Wednesday, September 8, 2010

New "Short Refinance" Program to Help Cash Strapped Homeowners

On Tuesday, the Obama Administration launched a new "short refinance" program, one of many expected policies to help homeowners in the red. This particular program aims to rescue home owners who are current on their mortgage payments but remain at risk for default due to no equity in their homes. The program allows banks and other creditors to write down mortgages to less than the value of the property. The reduced loan is then handed off to the government where consumers are refinanced into loans backed by the Federal Housing Administration. 

This program is the result of failed government programs and underwater homeowners. Obama's Home Affordable Modification Program fell short of helping its originally projected three million homeowners, only managing to make permanent modifications to one-third of applicants. The bigger issue that the program attempts to address are vulnerable homeowners who could potentially default if their personal finances or home prices depress. CoreLogic Inc. estimates that 23% or households with a mortgage were underwater as of June 30th. 

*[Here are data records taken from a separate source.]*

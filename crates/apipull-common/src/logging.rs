//! Logging configuration and initialization
//!
//! Centralized tracing setup for all apipull binaries. Supports console
//! and/or daily-rotated file output, text or JSON formats, and env-based
//! overrides. Use the structured macros (`info!`, `warn!`, ...) with
//! fields rather than `println!`:
//!
//! ```rust
//! use tracing::info;
//!
//! info!(vendor = "truckercloud", endpoint = "carriers", "load started");
//! ```

use anyhow::{Context, Result};
use serde::{Deserialize, Serialize};
use std::path::PathBuf;
use tracing::Level;
use tracing_subscriber::{
    fmt::{self, format::FmtSpan},
    layer::SubscriberExt,
    util::SubscriberInitExt,
    EnvFilter,
};

/// Log level for filtering messages
#[derive(Debug, Clone, Copy, PartialEq, Eq, Serialize, Deserialize, Default)]
#[serde(rename_all = "lowercase")]
pub enum LogLevel {
    Trace,
    Debug,
    #[default]
    Info,
    Warn,
    Error,
}

impl LogLevel {
    pub fn to_tracing_level(self) -> Level {
        match self {
            LogLevel::Trace => Level::TRACE,
            LogLevel::Debug => Level::DEBUG,
            LogLevel::Info => Level::INFO,
            LogLevel::Warn => Level::WARN,
            LogLevel::Error => Level::ERROR,
        }
    }
}

impl std::str::FromStr for LogLevel {
    type Err = anyhow::Error;

    fn from_str(s: &str) -> std::result::Result<Self, Self::Err> {
        match s.to_lowercase().as_str() {
            "trace" => Ok(LogLevel::Trace),
            "debug" => Ok(LogLevel::Debug),
            "info" => Ok(LogLevel::Info),
            "warn" | "warning" => Ok(LogLevel::Warn),
            "error" => Ok(LogLevel::Error),
            _ => Err(anyhow::anyhow!("Invalid log level: {}", s)),
        }
    }
}

/// Output target for logs
#[derive(Debug, Clone, Copy, PartialEq, Eq, Serialize, Deserialize, Default)]
#[serde(rename_all = "lowercase")]
pub enum LogOutput {
    #[default]
    Console,
    File,
    Both,
}

impl std::str::FromStr for LogOutput {
    type Err = anyhow::Error;

    fn from_str(s: &str) -> std::result::Result<Self, Self::Err> {
        match s.to_lowercase().as_str() {
            "console" | "stdout" => Ok(LogOutput::Console),
            "file" => Ok(LogOutput::File),
            "both" | "all" => Ok(LogOutput::Both),
            _ => Err(anyhow::anyhow!("Invalid log output: {}", s)),
        }
    }
}

/// Log format
#[derive(Debug, Clone, Copy, PartialEq, Eq, Serialize, Deserialize, Default)]
#[serde(rename_all = "lowercase")]
pub enum LogFormat {
    #[default]
    Text,
    Json,
}

impl std::str::FromStr for LogFormat {
    type Err = anyhow::Error;

    fn from_str(s: &str) -> std::result::Result<Self, Self::Err> {
        match s.to_lowercase().as_str() {
            "text" | "pretty" => Ok(LogFormat::Text),
            "json" => Ok(LogFormat::Json),
            _ => Err(anyhow::anyhow!("Invalid log format: {}", s)),
        }
    }
}

/// Logging configuration
#[derive(Debug, Clone, Serialize, Deserialize)]
pub struct LogConfig {
    /// Minimum log level to display
    pub level: LogLevel,

    /// Output target (console, file, or both)
    pub output: LogOutput,

    /// Log format (text or JSON)
    pub format: LogFormat,

    /// Directory for log files (only used when output includes file)
    pub log_dir: PathBuf,

    /// Log file name prefix (e.g. "apipull" -> "apipull.2026-08-24.log")
    pub log_file_prefix: String,

    /// Additional filter directives (e.g. "reqwest=warn,hyper=warn")
    pub filter_directives: Option<String>,

    /// Whether to include target module names in logs
    pub include_targets: bool,
}

impl Default for LogConfig {
    fn default() -> Self {
        Self {
            level: LogLevel::Info,
            output: LogOutput::Console,
            format: LogFormat::Text,
            log_dir: PathBuf::from("./logs"),
            log_file_prefix: "apipull".to_string(),
            filter_directives: None,
            include_targets: true,
        }
    }
}

impl LogConfig {
    /// Load configuration overrides from environment variables:
    /// `LOG_LEVEL`, `LOG_OUTPUT`, `LOG_FORMAT`, `LOG_DIR`,
    /// `LOG_FILE_PREFIX`, `LOG_FILTER`.
    pub fn from_env() -> Result<Self> {
        let mut config = Self::default();

        if let Ok(level) = std::env::var("LOG_LEVEL") {
            config.level = level.parse()?;
        }
        if let Ok(output) = std::env::var("LOG_OUTPUT") {
            config.output = output.parse()?;
        }
        if let Ok(format) = std::env::var("LOG_FORMAT") {
            config.format = format.parse()?;
        }
        if let Ok(dir) = std::env::var("LOG_DIR") {
            config.log_dir = PathBuf::from(dir);
        }
        if let Ok(prefix) = std::env::var("LOG_FILE_PREFIX") {
            config.log_file_prefix = prefix;
        }
        if let Ok(filter) = std::env::var("LOG_FILTER") {
            config.filter_directives = Some(filter);
        }

        Ok(config)
    }

    pub fn builder() -> LogConfigBuilder {
        LogConfigBuilder::default()
    }
}

/// Builder for LogConfig
#[derive(Default)]
pub struct LogConfigBuilder {
    config: LogConfig,
}

impl LogConfigBuilder {
    pub fn level(mut self, level: LogLevel) -> Self {
        self.config.level = level;
        self
    }

    pub fn output(mut self, output: LogOutput) -> Self {
        self.config.output = output;
        self
    }

    pub fn format(mut self, format: LogFormat) -> Self {
        self.config.format = format;
        self
    }

    pub fn log_dir(mut self, dir: impl Into<PathBuf>) -> Self {
        self.config.log_dir = dir.into();
        self
    }

    pub fn log_file_prefix(mut self, prefix: impl Into<String>) -> Self {
        self.config.log_file_prefix = prefix.into();
        self
    }

    pub fn filter_directives(mut self, filter: impl Into<String>) -> Self {
        self.config.filter_directives = Some(filter.into());
        self
    }

    pub fn build(self) -> LogConfig {
        self.config
    }
}

/// Initialize the global tracing subscriber. Call once at startup.
pub fn init_logging(config: &LogConfig) -> Result<()> {
    let mut filter =
        EnvFilter::from_default_env().add_directive(config.level.to_tracing_level().into());

    if let Some(ref directives) = config.filter_directives {
        for directive in directives.split(',') {
            filter = filter.add_directive(
                directive
                    .parse()
                    .context("Failed to parse filter directive")?,
            );
        }
    }

    let file_writer = match config.output {
        LogOutput::Console => None,
        LogOutput::File | LogOutput::Both => {
            std::fs::create_dir_all(&config.log_dir)
                .context("Failed to create log directory")?;
            let appender =
                tracing_appender::rolling::daily(&config.log_dir, &config.log_file_prefix);
            let (non_blocking, guard) = tracing_appender::non_blocking(appender);
            // The guard must outlive the process for buffered writes to flush.
            std::mem::forget(guard);
            Some(non_blocking)
        },
    };

    let registry = tracing_subscriber::registry().with(filter);
    let console_enabled = matches!(config.output, LogOutput::Console | LogOutput::Both);

    // The layers are built inside each arm because the text and JSON
    // formatters are distinct subscriber types.
    match config.format {
        LogFormat::Text => {
            let console_layer = console_enabled.then(|| {
                fmt::layer()
                    .with_writer(std::io::stdout)
                    .with_target(config.include_targets)
                    .with_span_events(FmtSpan::CLOSE)
            });
            let file_layer = file_writer.map(|writer| {
                fmt::layer()
                    .with_writer(writer)
                    .with_target(config.include_targets)
                    .with_span_events(FmtSpan::CLOSE)
                    .with_ansi(false)
            });
            registry.with(console_layer).with(file_layer).try_init()?;
        }
        LogFormat::Json => {
            let console_layer = console_enabled.then(|| {
                fmt::layer()
                    .json()
                    .with_writer(std::io::stdout)
                    .with_target(config.include_targets)
                    .with_span_events(FmtSpan::CLOSE)
            });
            let file_layer = file_writer.map(|writer| {
                fmt::layer()
                    .json()
                    .with_writer(writer)
                    .with_target(config.include_targets)
                    .with_span_events(FmtSpan::CLOSE)
                    .with_ansi(false)
            });
            registry.with(console_layer).with(file_layer).try_init()?;
        }
    }

    Ok(())
}

#[cfg(test)]
#[allow(clippy::unwrap_used, clippy::expect_used)]
mod tests {
    use super::*;

    #[test]
    fn test_log_level_from_str() {
        assert_eq!("trace".parse::<LogLevel>().unwrap(), LogLevel::Trace);
        assert_eq!("DEBUG".parse::<LogLevel>().unwrap(), LogLevel::Debug);
        assert_eq!("warning".parse::<LogLevel>().unwrap(), LogLevel::Warn);
        assert!("invalid".parse::<LogLevel>().is_err());
    }

    #[test]
    fn test_log_output_from_str() {
        assert_eq!("console".parse::<LogOutput>().unwrap(), LogOutput::Console);
        assert_eq!("file".parse::<LogOutput>().unwrap(), LogOutput::File);
        assert_eq!("both".parse::<LogOutput>().unwrap(), LogOutput::Both);
        assert!("invalid".parse::<LogOutput>().is_err());
    }

    #[test]
    fn test_config_builder() {
        let config = LogConfig::builder()
            .level(LogLevel::Debug)
            .output(LogOutput::File)
            .format(LogFormat::Json)
            .log_dir("/var/log/apipull")
            .log_file_prefix("test")
            .build();

        assert_eq!(config.level, LogLevel::Debug);
        assert_eq!(config.output, LogOutput::File);
        assert_eq!(config.format, LogFormat::Json);
        assert_eq!(config.log_dir, PathBuf::from("/var/log/apipull"));
        assert_eq!(config.log_file_prefix, "test");
    }

    #[test]
    fn test_json_console_stack_initializes() {
        let config = LogConfig::builder()
            .level(LogLevel::Info)
            .output(LogOutput::Console)
            .format(LogFormat::Json)
            .build();
        // Another test may have claimed the global subscriber already;
        // what matters here is that the JSON stack builds and init does
        // not panic.
        let _ = init_logging(&config);
    }
}
//! TruckerCloud adapter
//!
//! Telematics aggregator behind `https://api.truckercloud.com/api`.
//! Quirks this adapter owns:
//!
//! - bearer-style auth tokens fetched from `v{n}/authenticate`, cached per
//!   API version and refreshed once on 401
//! - 1-based `page`/`size` paging with counters reported inside the body
//!   under `pagination`
//! - the occasional 200 response whose body is a timeout marker or empty,
//!   both retried as transient

pub mod endpoints;

use std::collections::BTreeMap;

use async_trait::async_trait;
use serde_json::Value;
use tracing::warn;
use url::Url;

use apipull_core::adapter::{
    build_query_string, default_failure_message, IdentityExclusions, TokenCache, VendorAdapter,
};
use apipull_core::model::{FetchOutcome, FetchRequest, FetchResult};
use apipull_core::{CoreError, Result};

pub const BASE_URL: &str = "https://api.truckercloud.com/api";

const DEFAULT_PAGE_SIZE: u32 = 1000;
const VENDOR_TIMEOUT_MARKER: &str = "REQUEST TIMED OUT";

pub struct TruckerCloudAdapter {
    client: reqwest::Client,
    base_url: String,
    api_username: String,
    api_password: String,
    tokens: TokenCache,
    exclusions: IdentityExclusions,
}

impl TruckerCloudAdapter {
    pub fn new(api_username: impl Into<String>, api_password: impl Into<String>) -> Result<Self> {
        Self::with_base_url(BASE_URL, api_username, api_password)
    }

    /// Same adapter against a different base URL; tests point this at a
    /// mock server.
    pub fn with_base_url(
        base_url: impl Into<String>,
        api_username: impl Into<String>,
        api_password: impl Into<String>,
    ) -> Result<Self> {
        let api_username = api_username.into();
        let api_password = api_password.into();
        if api_username.trim().is_empty() || api_password.trim().is_empty() {
            return Err(CoreError::Config(
                "TruckerCloud credentials must not be empty".to_string(),
            ));
        }
        Ok(Self {
            client: reqwest::Client::new(),
            base_url: base_url.into().trim_end_matches('/').to_string(),
            api_username,
            api_password,
            tokens: TokenCache::new(),
            // Auth and paging position must not change the logical
            // request identity.
            exclusions: IdentityExclusions::new(["authorization"], ["page", "size"]),
        })
    }

    async fn fetch_auth_token(&self, api_version: u32) -> Result<String> {
        let uri = format!("{}/v{}/authenticate", self.base_url, api_version);
        let body = serde_json::json!({
            "userName": self.api_username,
            "password": self.api_password,
        });
        let response = self
            .client
            .post(&uri)
            .header("Accept", "*/*")
            .json(&body)
            .send()
            .await?;
        let status = response.status();
        let text = response.text().await?;
        if !status.is_success() {
            return Err(CoreError::Auth(format!(
                "authenticate returned HTTP {status}"
            )));
        }
        let parsed: Value = serde_json::from_str(&text)
            .map_err(|_| CoreError::Auth("authenticate response is not JSON".to_string()))?;
        parsed
            .get("authToken")
            .and_then(|v| v.as_str())
            .filter(|t| !t.trim().is_empty())
            .map(String::from)
            .ok_or_else(|| CoreError::Auth("authenticate response missing authToken".to_string()))
    }

    fn build_paged_request(&self, seed: &FetchRequest, page_nr: u32) -> FetchRequest {
        let mut next = seed.clone();
        next.sequence_nr = page_nr;
        next.request_id.clear();
        next.attempt_id.clear();
        remove_case_insensitive(&mut next.query_parameters, "page");
        remove_case_insensitive(&mut next.query_parameters, "size");
        next.query_parameters
            .insert("page".to_string(), page_nr.to_string());
        next.query_parameters.insert(
            "size".to_string(),
            seed.page_size().unwrap_or(DEFAULT_PAGE_SIZE).to_string(),
        );
        next
    }
}

struct BodyInspection {
    is_empty: bool,
    indicates_vendor_timeout: bool,
    is_valid_json: bool,
}

fn inspect_body(content: &str) -> BodyInspection {
    if content.trim().is_empty() {
        return BodyInspection {
            is_empty: true,
            indicates_vendor_timeout: false,
            is_valid_json: false,
        };
    }
    // Vendor quirk: timeouts sometimes come back as a 200 with an
    // uppercase marker in the body.
    if content
        .to_uppercase()
        .contains(VENDOR_TIMEOUT_MARKER)
    {
        return BodyInspection {
            is_empty: false,
            indicates_vendor_timeout: true,
            is_valid_json: false,
        };
    }
    match serde_json::from_str::<Value>(content) {
        Ok(Value::Array(items)) if items.is_empty() => BodyInspection {
            is_empty: true,
            indicates_vendor_timeout: false,
            is_valid_json: true,
        },
        Ok(_) => BodyInspection {
            is_empty: false,
            indicates_vendor_timeout: false,
            is_valid_json: true,
        },
        Err(_) => BodyInspection {
            is_empty: false,
            indicates_vendor_timeout: false,
            is_valid_json: false,
        },
    }
}

fn remove_case_insensitive(map: &mut BTreeMap<String, String>, key: &str) {
    let matching: Vec<String> = map
        .keys()
        .filter(|k| k.eq_ignore_ascii_case(key))
        .cloned()
        .collect();
    for k in matching {
        map.remove(&k);
    }
}

#[async_trait]
impl VendorAdapter for TruckerCloudAdapter {
    fn vendor_name(&self) -> &str {
        "TruckerCloud"
    }

    fn ingestion_domain(&self) -> &str {
        "Telematics"
    }

    fn base_url(&self) -> &str {
        &self.base_url
    }

    fn identity_exclusions(&self) -> &IdentityExclusions {
        &self.exclusions
    }

    fn build_request_uri(&self, request: &FetchRequest) -> Result<Url> {
        let route = if request.route.is_empty() {
            request.resource_name.as_str()
        } else {
            request.route.as_str()
        }
        .trim_start_matches('/');

        let mut url = Url::parse(&format!(
            "{}/v{}/{}",
            self.base_url, request.resource_version, route
        ))
        .map_err(|e| CoreError::InvalidUri(e.to_string()))?;
        if !request.query_parameters.is_empty() {
            url.set_query(Some(&build_query_string(&request.query_parameters)));
        }
        Ok(url)
    }

    async fn build_request_headers(&self, request: &FetchRequest) -> Result<Vec<(String, String)>> {
        let mut headers = vec![("Accept".to_string(), "*/*".to_string())];

        let token = self
            .tokens
            .get_or_refresh(request.resource_version, || {
                self.fetch_auth_token(request.resource_version)
            })
            .await?;
        headers.push(("Authorization".to_string(), token));

        // Accept and Authorization are owned here; everything else passes
        // through.
        for (key, value) in &request.request_headers {
            if key.trim().is_empty() || value.trim().is_empty() {
                continue;
            }
            if key.eq_ignore_ascii_case("accept") || key.eq_ignore_ascii_case("authorization") {
                continue;
            }
            headers.push((key.clone(), value.clone()));
        }
        Ok(headers)
    }

    fn refine_outcome(
        &self,
        request: &FetchRequest,
        http_status: Option<u16>,
        body: &str,
        _content_type: Option<&str>,
        generic: FetchOutcome,
    ) -> FetchOutcome {
        // A 401 means our cached token is wrong or expired.
        if http_status == Some(401) {
            if let Err(error) = self.tokens.invalidate(request.resource_version) {
                warn!("token invalidation failed: {error}");
            }
            return FetchOutcome::RetryImmediately;
        }
        if generic != FetchOutcome::Success {
            return generic;
        }

        let inspection = inspect_body(body);
        if inspection.indicates_vendor_timeout {
            return FetchOutcome::RetryTransient;
        }
        // Success with an empty body is suspicious; treat it as transient.
        if inspection.is_empty {
            return FetchOutcome::RetryTransient;
        }
        if !inspection.is_valid_json {
            return FetchOutcome::FailPermanent;
        }
        FetchOutcome::Success
    }

    fn build_failure_message(
        &self,
        http_status: Option<u16>,
        reason: Option<&str>,
        outcome: FetchOutcome,
        body: &str,
        transport_error: Option<&reqwest::Error>,
    ) -> String {
        let base = default_failure_message(http_status, reason, outcome, transport_error);
        if transport_error.is_none() {
            if let Some(status) = http_status {
                if (200..300).contains(&status) {
                    let inspection = inspect_body(body);
                    if inspection.indicates_vendor_timeout {
                        return format!("{base}; vendor body indicates timeout");
                    }
                    if !inspection.is_empty && !inspection.is_valid_json {
                        return format!("{base}; invalid JSON payload");
                    }
                }
            }
        }
        base
    }

    fn post_process_success(&self, result: &mut FetchResult) {
        let Ok(root) = serde_json::from_str::<Value>(result.content()) else {
            return;
        };

        if let Some(pagination) = root.get("pagination").or_else(|| root.get("Pagination")) {
            if let Some(current) = pagination.get("currentPage").and_then(|v| v.as_u64()) {
                result.page_nr = current as u32;
            }
            if let Some(total) = pagination.get("totalPages").and_then(|v| v.as_u64()) {
                result.total_pages = Some(total as u32);
            }
            if let Some(elements) = pagination.get("totalElements").and_then(|v| v.as_u64()) {
                result.total_elements = Some(elements);
            }
            if let Some(size) = pagination
                .get("pageSize")
                .or_else(|| pagination.get("size"))
                .and_then(|v| v.as_u64())
            {
                result.page_size = Some(size as u32);
            }
        }

        if result.total_pages.unwrap_or(0) == 0 {
            result.total_pages = Some(1);
        }
        if result.page_size.is_none() {
            result.page_size = result.request.page_size();
        }
        if result.total_elements.is_none() {
            let content_len = root
                .get("content")
                .or_else(|| root.get("Content"))
                .and_then(|v| v.as_array())
                .map(|a| a.len() as u64);
            result.total_elements = Some(content_len.unwrap_or(0));
        }
    }

    fn next_request(
        &self,
        seed: &FetchRequest,
        previous: Option<&FetchResult>,
        step_nr: u32,
    ) -> Result<Option<FetchRequest>> {
        if step_nr == 0 {
            return Err(CoreError::InvalidStepNr(step_nr));
        }
        if let Some(max_pages) = seed.pagination.max_pages {
            if step_nr > max_pages {
                return Ok(None);
            }
        }

        // Non-paged endpoints: one-and-done.
        if seed.page_size().is_none() {
            if step_nr == 1 {
                let mut first = seed.clone();
                first.sequence_nr = first.sequence_nr.max(1);
                return Ok(Some(first));
            }
            return Ok(None);
        }

        // Pages are 1-based.
        if step_nr == 1 {
            return Ok(Some(self.build_paged_request(seed, 1)));
        }
        let Some(previous) = previous else {
            return Ok(None);
        };
        if !previous.fetch_succeeded() {
            return Ok(None);
        }

        let current_page = previous.page_nr.max(1);
        let total_pages = previous.total_pages.unwrap_or(1).max(1);
        let next_page = current_page + 1;
        if next_page > total_pages {
            return Ok(None);
        }
        Ok(Some(self.build_paged_request(seed, next_page)))
    }

    fn metadata_redact_keys(&self) -> &[&str] {
        &["authorization", "userName", "password"]
    }
}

I agree that it is important to help typical Americans who are bogged down in mortgages that threaten their personal finances. I also agree with the notion that the government should be doing all it can to promote consumer spending and increase household liquidity. But it will be interesting to see how families afford the loans backed by the Federal Housing Administration. Will these loans be more manageable? And if so, how? The article is unclear. Only time will tell if this program really lightens the load on homeowners and allows for increased consumer spending down the road.

4 comments:

  1. It is clear that this new program is designed to benefit American homeowners, but what will be the effect on banks? Are the banks still the creditors on these loans, or is the government going to be the primary lender? Consumer banks are supposed to be the main lenders to consumers. If the government is backing these loans, does this move threaten the role of consumer banks as consumer lenders?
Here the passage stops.